INSTRUCTIONS FOR THE TASK> Every line of the material has to be retyped exactly.

TASK DATA>

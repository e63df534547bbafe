//! Lock client configuration
//!
//! Values come from an optional config file layered under `KEYLOCK_*`
//! environment variables. Every field except `key` has a default.

use std::path::Path;
use std::time::Duration;

use config::{Config, Environment, File};
use serde::{Deserialize, Serialize};

use crate::error::{LockError, Result};

/// Default lease duration (milliseconds)
pub const DEFAULT_LEASE_MS: u64 = 60_000;

/// Default acquire timeout (milliseconds)
pub const DEFAULT_ACQUIRE_TIMEOUT_MS: u64 = 10_000;

/// Default poll interval between acquisition attempts (milliseconds)
pub const DEFAULT_POLL_INTERVAL_MS: u64 = 100;

/// Environment variable prefix, e.g. `KEYLOCK_LEASE_MS`
pub const ENV_PREFIX: &str = "KEYLOCK";

/// Lock client settings
#[derive(Debug, Clone, PartialEq, Eq, Serialize, Deserialize)]
pub struct LockConfig {
    /// Lock key (ex. account:1, ...)
    pub key: String,
    /// Lease duration in milliseconds
    #[serde(default = "default_lease_ms")]
    pub lease_ms: u64,
    /// Acquire timeout in milliseconds
    #[serde(default = "default_acquire_timeout_ms")]
    pub acquire_timeout_ms: u64,
    /// Sleep between attempts while the key is held
    #[serde(default = "default_poll_interval_ms")]
    pub poll_interval_ms: u64,
    /// Upper bound of random extra sleep per poll (0 = fixed interval)
    #[serde(default)]
    pub poll_jitter_ms: u64,
}

/// Values that take precedence over file and environment, e.g. CLI flags
#[derive(Debug, Clone, Default)]
pub struct ConfigOverrides {
    pub key: Option<String>,
    pub lease_ms: Option<u64>,
    pub acquire_timeout_ms: Option<u64>,
    pub poll_interval_ms: Option<u64>,
    pub poll_jitter_ms: Option<u64>,
}

fn default_environment() -> Environment {
    Environment::with_prefix(ENV_PREFIX)
        .prefix_separator("_")
        .separator("__")
        .try_parsing(true)
}

fn default_lease_ms() -> u64 {
    DEFAULT_LEASE_MS
}

fn default_acquire_timeout_ms() -> u64 {
    DEFAULT_ACQUIRE_TIMEOUT_MS
}

fn default_poll_interval_ms() -> u64 {
    DEFAULT_POLL_INTERVAL_MS
}

impl LockConfig {
    pub fn new(key: impl Into<String>) -> Self {
        Self {
            key: key.into(),
            lease_ms: DEFAULT_LEASE_MS,
            acquire_timeout_ms: DEFAULT_ACQUIRE_TIMEOUT_MS,
            poll_interval_ms: DEFAULT_POLL_INTERVAL_MS,
            poll_jitter_ms: 0,
        }
    }

    pub fn with_lease_ms(mut self, lease_ms: u64) -> Self {
        self.lease_ms = lease_ms;
        self
    }

    pub fn with_acquire_timeout_ms(mut self, acquire_timeout_ms: u64) -> Self {
        self.acquire_timeout_ms = acquire_timeout_ms;
        self
    }

    pub fn with_poll_interval_ms(mut self, poll_interval_ms: u64) -> Self {
        self.poll_interval_ms = poll_interval_ms;
        self
    }

    pub fn with_poll_jitter_ms(mut self, poll_jitter_ms: u64) -> Self {
        self.poll_jitter_ms = poll_jitter_ms;
        self
    }

    /// Load from an optional file plus `KEYLOCK_*` environment variables
    pub fn load(path: Option<&Path>) -> Result<Self> {
        Self::load_with_overrides(path, &ConfigOverrides::default())
    }

    /// Load like [`load`](Self::load), then apply explicit overrides on top
    pub fn load_with_overrides(path: Option<&Path>, overrides: &ConfigOverrides) -> Result<Self> {
        Self::build(path, default_environment(), overrides)
    }

    /// Load with an explicit environment source layered over the file
    pub fn load_with_env(path: Option<&Path>, env: Environment) -> Result<Self> {
        Self::build(path, env, &ConfigOverrides::default())
    }

    fn build(path: Option<&Path>, env: Environment, overrides: &ConfigOverrides) -> Result<Self> {
        let mut builder = Config::builder()
            .set_default("lease_ms", DEFAULT_LEASE_MS)?
            .set_default("acquire_timeout_ms", DEFAULT_ACQUIRE_TIMEOUT_MS)?
            .set_default("poll_interval_ms", DEFAULT_POLL_INTERVAL_MS)?
            .set_default("poll_jitter_ms", 0u64)?;

        if let Some(path) = path {
            builder = builder.add_source(File::from(path));
        }

        let config: LockConfig = builder
            .add_source(env)
            .set_override_option("key", overrides.key.clone())?
            .set_override_option("lease_ms", overrides.lease_ms)?
            .set_override_option("acquire_timeout_ms", overrides.acquire_timeout_ms)?
            .set_override_option("poll_interval_ms", overrides.poll_interval_ms)?
            .set_override_option("poll_jitter_ms", overrides.poll_jitter_ms)?
            .build()?
            .try_deserialize()?;
        config.validate()?;
        Ok(config)
    }

    pub fn validate(&self) -> Result<()> {
        if self.key.trim().is_empty() {
            return Err(LockError::Config("lock key must not be empty".to_string()));
        }
        if self.lease_ms == 0 {
            return Err(LockError::Config(
                "lease_ms must be greater than zero".to_string(),
            ));
        }
        if self.poll_interval_ms == 0 {
            return Err(LockError::Config(
                "poll_interval_ms must be greater than zero".to_string(),
            ));
        }
        Ok(())
    }

    pub fn lease(&self) -> Duration {
        Duration::from_millis(self.lease_ms)
    }

    pub fn acquire_timeout(&self) -> Duration {
        Duration::from_millis(self.acquire_timeout_ms)
    }

    pub fn poll_interval(&self) -> Duration {
        Duration::from_millis(self.poll_interval_ms)
    }

    pub fn poll_jitter(&self) -> Duration {
        Duration::from_millis(self.poll_jitter_ms)
    }
}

OUTPUT FOR THIS TASK>
repository e63df534547bbafe
//! Lock client configuration
//!
//! Values come from an optional config file layered under `KEYLOCK_*`
//! environment variables. Every field except `key` has a default.

use std::path::Path;
use std::time::Duration;

use config::{Config, Environment, File};
use serde::{Deserialize, Serialize};

use crate::error::{LockError, Result};

/// Default lease duration (milliseconds)
pub const DEFAULT_LEASE_MS: u64 = 60_000;

/// Default acquire timeout (milliseconds)
pub const DEFAULT_ACQUIRE_TIMEOUT_MS: u64 = 10_000;

/// Default poll interval between acquisition attempts (milliseconds)
pub const DEFAULT_POLL_INTERVAL_MS: u64 = 100;

/// Environment variable prefix, e.g. `KEYLOCK_LEASE_MS`
pub const ENV_PREFIX: &str = "KEYLOCK";

/// Lock client settings
#[derive(Debug, Clone, PartialEq, Eq, Serialize, Deserialize)]
pub struct LockConfig {
    /// Lock key (ex. account:1, ...)
    pub key: String,
    /// Lease duration in milliseconds
    #[serde(default = "default_lease_ms")]
    pub lease_ms: u64,
    /// Acquire timeout in milliseconds
    #[serde(default = "default_acquire_timeout_ms")]
    pub acquire_timeout_ms: u64,
    /// Sleep between attempts while the key is held
    #[serde(default = "default_poll_interval_ms")]
    pub poll_interval_ms: u64,
    /// Upper bound of random extra sleep per poll (0 = fixed interval)
    #[serde(default)]
    pub poll_jitter_ms: u64,
}

/// Values that take precedence over file and environment, e.g. CLI flags
#[derive(Debug, Clone, Default)]
pub struct ConfigOverrides {
    pub key: Option<String>,
    pub lease_ms: Option<u64>,
    pub acquire_timeout_ms: Option<u64>,
    pub poll_interval_ms: Option<u64>,
    pub poll_jitter_ms: Option<u64>,
}

fn default_environment() -> Environment {
    Environment::with_prefix(ENV_PREFIX)
        .prefix_separator("_")
        .separator("__")
        .try_parsing(true)
}

fn default_lease_ms() -> u64 {
    DEFAULT_LEASE_MS
}

fn default_acquire_timeout_ms() -> u64 {
    DEFAULT_ACQUIRE_TIMEOUT_MS
}

fn default_poll_interval_ms() -> u64 {
    DEFAULT_POLL_INTERVAL_MS
}

impl LockConfig {
    pub fn new(key: impl Into<String>) -> Self {
        Self {
            key: key.into(),
            lease_ms: DEFAULT_LEASE_MS,
            acquire_timeout_ms: DEFAULT_ACQUIRE_TIMEOUT_MS,
            poll_interval_ms: DEFAULT_POLL_INTERVAL_MS,
            poll_jitter_ms: 0,
        }
    }

    pub fn with_lease_ms(mut self, lease_ms: u64) -> Self {
        self.lease_ms = lease_ms;
        self
    }

    pub fn with_acquire_timeout_ms(mut self, acquire_timeout_ms: u64) -> Self {
        self.acquire_timeout_ms = acquire_timeout_ms;
        self
    }

    pub fn with_poll_interval_ms(mut self, poll_interval_ms: u64) -> Self {
        self.poll_interval_ms = poll_interval_ms;
        self
    }

    pub fn with_poll_jitter_ms(mut self, poll_jitter_ms: u64) -> Self {
        self.poll_jitter_ms = poll_jitter_ms;
        self
    }

    /// Load from an optional file plus `KEYLOCK_*` environment variables
    pub fn load(path: Option<&Path>) -> Result<Self> {
        Self::load_with_overrides(path, &ConfigOverrides::default())
    }

    /// Load like [`load`](Self::load), then apply explicit overrides on top
    pub fn load_with_overrides(path: Option<&Path>, overrides: &ConfigOverrides) -> Result<Self> {
        Self::build(path, default_environment(), overrides)
    }

    /// Load with an explicit environment source layered over the file
    pub fn load_with_env(path: Option<&Path>, env: Environment) -> Result<Self> {
        Self::build(path, env, &ConfigOverrides::default())
    }

    fn build(path: Option<&Path>, env: Environment, overrides: &ConfigOverrides) -> Result<Self> {
        let mut builder = Config::builder()
            .set_default("lease_ms", DEFAULT_LEASE_MS)?
            .set_default("acquire_timeout_ms", DEFAULT_ACQUIRE_TIMEOUT_MS)?
            .set_default("poll_interval_ms", DEFAULT_POLL_INTERVAL_MS)?
            .set_default("poll_jitter_ms", 0u64)?;

        if let Some(path) = path {
            builder = builder.add_source(File::from(path));
        }

        let config: LockConfig = builder
            .add_source(env)
            .set_override_option("key", overrides.key.clone())?
            .set_override_option("lease_ms", overrides.lease_ms)?
            .set_override_option("acquire_timeout_ms", overrides.acquire_timeout_ms)?
            .set_override_option("poll_interval_ms", overrides.poll_interval_ms)?
            .set_override_option("poll_jitter_ms", overrides.poll_jitter_ms)?
            .build()?
            .try_deserialize()?;
        config.validate()?;
        Ok(config)
    }

    pub fn validate(&self) -> Result<()> {
        if self.key.trim().is_empty() {
            return Err(LockError::Config("lock key must not be empty".to_string()));
        }
        if self.lease_ms == 0 {
            return Err(LockError::Config(
                "lease_ms must be greater than zero".to_string(),
            ));
        }
        if self.poll_interval_ms == 0 {
            return Err(LockError::Config(
                "poll_interval_ms must be greater than zero".to_string(),
            ));
        }
        Ok(())
    }

    pub fn lease(&self) -> Duration {
        Duration::from_millis(self.lease_ms)
    }

    pub fn acquire_timeout(&self) -> Duration {
        Duration::from_millis(self.acquire_timeout_ms)
    }

    pub fn poll_interval(&self) -> Duration {
        Duration::from_millis(self.poll_interval_ms)
    }

    pub fn poll_jitter(&self) -> Duration {
        Duration::from_millis(self.poll_jitter_ms)
    }
}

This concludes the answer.